The opportunity exists for the Trump administration to do something now about Nigeria that would lead to real progress in the fight against religious persecution and repeated violations of the rule of law, would help to root out corruption, and deal a significant blow to the Boko Haram terror group.
The lever available to the U.S. government to do this is $300 million in stolen monies soon to come under U.S. control currently frozen in British and Crown of Jersey accounts at America’s request. Nigeria wants it back and, before America acts, the pressure it’s applying to President Muhammadu Buhari for reforms needs to be stepped up.
If successful, it would be a big win. U.S. authorities should be dubious about transferring monies back to Nigeria’s control considering there’s a good chance it would be passed back to back to ruling-party officials who were complicit in the original theft. More than that, considering the longstanding corruption in the government of Africa’s most populous nation and the disturbing pattern of human rights abuses committed by Buhari’s regime, it’s not clear the U.S. should turn the money over at all unless and until real reforms are adopted.

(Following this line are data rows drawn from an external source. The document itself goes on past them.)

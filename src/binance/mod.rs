pub mod client;
pub mod rate_limit;

pub use client::BinanceClient;
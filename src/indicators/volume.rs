// =============================================================================
// Volume Spike Factor
// =============================================================================
//
// spike = latest_volume / mean(volume over the `lookback` candles before it)
//
// The latest candle is excluded from its own baseline. When the history is
// shorter than `lookback` the window is clipped to what is available. A zero
// (or empty) baseline yields a spike factor of 0, i.e. "no spike".
// =============================================================================

/// Mean of the `lookback` volumes immediately preceding the last element.
pub fn baseline_volume(volumes: &[f64], lookback: usize) -> f64 {
    let Some((_, history)) = volumes.split_last() else {
        return 0.0;
    };
    let start = history.len().saturating_sub(lookback);
    let window = &history[start..];
    if window.is_empty() {
        return 0.0;
    }
    window.iter().sum::<f64>() / window.len() as f64
}

/// Latest volume relative to its preceding baseline. `None` for an empty
/// series.
pub fn volume_spike_factor(volumes: &[f64], lookback: usize) -> Option<f64> {
    let latest = *volumes.last()?;
    let baseline = baseline_volume(volumes, lookback);
    if baseline > 0.0 {
        Some(latest / baseline)
    } else {
        Some(0.0)
    }
}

Look at the record. According to the Humanitarian Aid Relief Trust, over the past two years, thousands of Nigerian Christians have been murdered. The European Parliamentrecently blasted the government over ongoing human rights violations. Amnesty International issued a condemnation over the use of “security agents and (the) judiciary as a tool for persecuting people who voice dissenting opinions.” Innocent reform advocates like Grace Taiga, a retired civil servant and practicing Christian, and opposition Senator Shehu Sani have been targeted by the regime and journalists critical of it like Omoyele Sowore has been jailed.

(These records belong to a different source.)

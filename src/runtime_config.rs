// =============================================================================
// Runtime Configuration — scanner settings loaded from JSON
// =============================================================================
//
// Every tunable parameter of the scanner lives here: the symbol universe
// filter, the candle timeframe, indicator periods, the signal thresholds and
// the risk/reward multiples used for stop-loss and take-profit levels.
//
// All fields carry `#[serde(default)]` so that a partial (or empty) config file
// still loads, with missing fields falling back to the stock strategy.
// =============================================================================

use std::path::Path;

use anyhow::{Context, Result};
use serde::{Deserialize, Serialize};
use tracing::{info, warn};

// =============================================================================
// Default-value helpers (required by serde `default = "..."` attribute)
// =============================================================================

fn default_quote_asset() -> String {
    "USDT".to_string()
}

fn default_timeframe() -> String {
    "1h".to_string()
}

fn default_refresh_interval_secs() -> u64 {
    60
}

fn default_max_concurrent_fetches() -> usize {
    8
}

fn default_futures_base_url() -> String {
    "https://fapi.binance.com".to_string()
}

fn default_request_timeout_secs() -> u64 {
    10
}

fn default_ema_periods() -> [usize; 3] {
    [7, 25, 99]
}

fn default_volume_lookback() -> usize {
    24
}

fn default_volume_spike_threshold() -> f64 {
    1.5
}

fn default_fast_mid_ratio_max() -> f64 {
    1.005
}

fn default_mid_slow_ratio_max() -> f64 {
    1.01
}

fn default_risk_pct() -> f64 {
    0.005
}

fn default_tp1_reward_multiple() -> f64 {
    3.0
}

fn default_tp2_reward_multiple() -> f64 {
    5.0
}

// =============================================================================
// IndicatorParams
// =============================================================================

/// Inputs to the indicator engine.
#[derive(Debug, Clone, PartialEq, Serialize, Deserialize)]
pub struct IndicatorParams {
    /// EMA periods, fast / mid / slow.
    #[serde(default = "default_ema_periods")]
    pub ema_periods: [usize; 3],

    /// Number of closed candles preceding the latest one that form the
    /// average-volume baseline.
    #[serde(default = "default_volume_lookback")]
    pub volume_lookback: usize,
}

impl Default for IndicatorParams {
    fn default() -> Self {
        Self {
            ema_periods: default_ema_periods(),
            volume_lookback: default_volume_lookback(),
        }
    }
}

impl IndicatorParams {
    /// Longest EMA period.
    pub fn max_period(&self) -> usize {
        self.ema_periods.iter().copied().max().unwrap_or(0)
    }

    /// Number of candles to request per symbol: the longest period, one
    /// candle for the previous close, and the in-progress candle that is
    /// always discarded.
    pub fn candle_limit(&self) -> usize {
        self.max_period() + 2
    }
}

// =============================================================================
// SignalParams
// =============================================================================

/// Thresholds of the bullish signal rule and the risk/reward layout.
#[derive(Debug, Clone, PartialEq, Serialize, Deserialize)]
pub struct SignalParams {
    /// Minimum latest-volume / average-volume ratio.
    #[serde(default = "default_volume_spike_threshold")]
    pub volume_spike_threshold: f64,

    /// Exclusive upper bound of the fast/mid EMA ratio band (lower bound is 1).
    #[serde(default = "default_fast_mid_ratio_max")]
    pub fast_mid_ratio_max: f64,

    /// Exclusive upper bound of the mid/slow EMA ratio band (lower bound is 1).
    #[serde(default = "default_mid_slow_ratio_max")]
    pub mid_slow_ratio_max: f64,

    /// Stop-loss distance as a fraction of entry price (0.005 = 0.5 %).
    #[serde(default = "default_risk_pct")]
    pub risk_pct: f64,

    /// TP1 distance in multiples of the stop-loss distance.
    #[serde(default = "default_tp1_reward_multiple")]
    pub tp1_reward_multiple: f64,

    /// TP2 distance in multiples of the stop-loss distance.
    #[serde(default = "default_tp2_reward_multiple")]
    pub tp2_reward_multiple: f64,
}

impl Default for SignalParams {
    fn default() -> Self {
        Self {
            volume_spike_threshold: default_volume_spike_threshold(),
            fast_mid_ratio_max: default_fast_mid_ratio_max(),
            mid_slow_ratio_max: default_mid_slow_ratio_max(),
            risk_pct: default_risk_pct(),
            tp1_reward_multiple: default_tp1_reward_multiple(),
            tp2_reward_multiple: default_tp2_reward_multiple(),
        }
    }
}

// =============================================================================
// RuntimeConfig
// =============================================================================

/// Top-level configuration for the scanner.
#[derive(Debug, Clone, Serialize, Deserialize)]
pub struct RuntimeConfig {
    // --- Universe & timing ---------------------------------------------------

    /// Quote-currency suffix a symbol must end with to be scanned.
    #[serde(default = "default_quote_asset")]
    pub quote_asset: String,

    /// Kline interval token passed to the exchange (e.g. "1h").
    #[serde(default = "default_timeframe")]
    pub timeframe: String,

    /// Seconds between the start of consecutive scans.
    #[serde(default = "default_refresh_interval_secs")]
    pub refresh_interval_secs: u64,

    /// Upper bound on in-flight kline requests during a scan.
    #[serde(default = "default_max_concurrent_fetches")]
    pub max_concurrent_fetches: usize,

    // --- Exchange ------------------------------------------------------------

    /// USD-M futures REST base URL.
    #[serde(default = "default_futures_base_url")]
    pub futures_base_url: String,

    /// Per-request HTTP timeout.
    #[serde(default = "default_request_timeout_secs")]
    pub request_timeout_secs: u64,

    // --- Strategy ------------------------------------------------------------

    #[serde(default)]
    pub indicator_params: IndicatorParams,

    #[serde(default)]
    pub signal_params: SignalParams,
}

impl Default for RuntimeConfig {
    fn default() -> Self {
        Self {
            quote_asset: default_quote_asset(),
            timeframe: default_timeframe(),
            refresh_interval_secs: default_refresh_interval_secs(),
            max_concurrent_fetches: default_max_concurrent_fetches(),
            futures_base_url: default_futures_base_url(),
            request_timeout_secs: default_request_timeout_secs(),
            indicator_params: IndicatorParams::default(),
            signal_params: SignalParams::default(),
        }
    }
}

impl RuntimeConfig {
    /// Load configuration from a JSON file at `path`.
    ///
    /// A file that cannot be read (usually because it does not exist) yields
    /// the defaults with a warning. A file that is present but malformed or
    /// fails validation is an error.
    pub fn load_or_default(path: impl AsRef<Path>) -> Result<Self> {
        let path = path.as_ref();

        let content = match std::fs::read_to_string(path) {
            Ok(content) => content,
            Err(e) => {
                warn!(
                    path = %path.display(),
                    error = %e,
                    "runtime config unreadable, using defaults"
                );
                return Ok(Self::default());
            }
        };

        let config: Self = serde_json::from_str(&content)
            .with_context(|| format!("failed to parse runtime config from {}", path.display()))?;

        config
            .validate()
            .with_context(|| format!("invalid runtime config in {}", path.display()))?;

        info!(
            path = %path.display(),
            quote_asset = %config.quote_asset,
            timeframe = %config.timeframe,
            ema_periods = ?config.indicator_params.ema_periods,
            "runtime config loaded"
        );

        Ok(config)
    }

    /// Reject settings under which the signal rule cannot be evaluated
    /// meaningfully.
    pub fn validate(&self) -> Result<()> {
        let [fast, mid, slow] = self.indicator_params.ema_periods;
        if fast == 0 || mid == 0 || slow == 0 {
            anyhow::bail!("EMA periods must be non-zero, got {:?}", self.indicator_params.ema_periods);
        }
        if !(fast < mid && mid < slow) {
            anyhow::bail!(
                "EMA periods must be strictly increasing (fast < mid < slow), got {:?}",
                self.indicator_params.ema_periods
            );
        }
        if self.indicator_params.volume_lookback == 0 {
            anyhow::bail!("volume_lookback must be at least 1");
        }

        let sp = &self.signal_params;
        if sp.fast_mid_ratio_max <= 1.0 || sp.mid_slow_ratio_max <= 1.0 {
            anyhow::bail!(
                "ratio band upper bounds must exceed 1.0, got {} / {}",
                sp.fast_mid_ratio_max,
                sp.mid_slow_ratio_max
            );
        }
        if !(sp.risk_pct > 0.0 && sp.risk_pct < 1.0) {
            anyhow::bail!("risk_pct must lie in (0, 1), got {}", sp.risk_pct);
        }
        if sp.tp1_reward_multiple <= 0.0 || sp.tp2_reward_multiple < sp.tp1_reward_multiple {
            anyhow::bail!(
                "reward multiples must satisfy 0 < tp1 <= tp2, got {} / {}",
                sp.tp1_reward_multiple,
                sp.tp2_reward_multiple
            );
        }
        if self.quote_asset.is_empty() {
            anyhow::bail!("quote_asset must not be empty");
        }
        if self.max_concurrent_fetches == 0 {
            anyhow::bail!("max_concurrent_fetches must be at least 1");
        }
        if self.refresh_interval_secs == 0 {
            anyhow::bail!("refresh_interval_secs must be at least 1");
        }
        Ok(())
    }
}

These actions and others led the U.S. government to put Nigeria on a special watch list. Washington must now use its leverage to demand change. Instead, under a plan worked out with Buhari, America may soon green-light the release of these funds back to Nigeria where, in a defeat for the cause of justice, it ultimately may be disbursed to local projects run by contractors with a questionable and corrupt history in violation of the Foreign Corrupt Practices Act.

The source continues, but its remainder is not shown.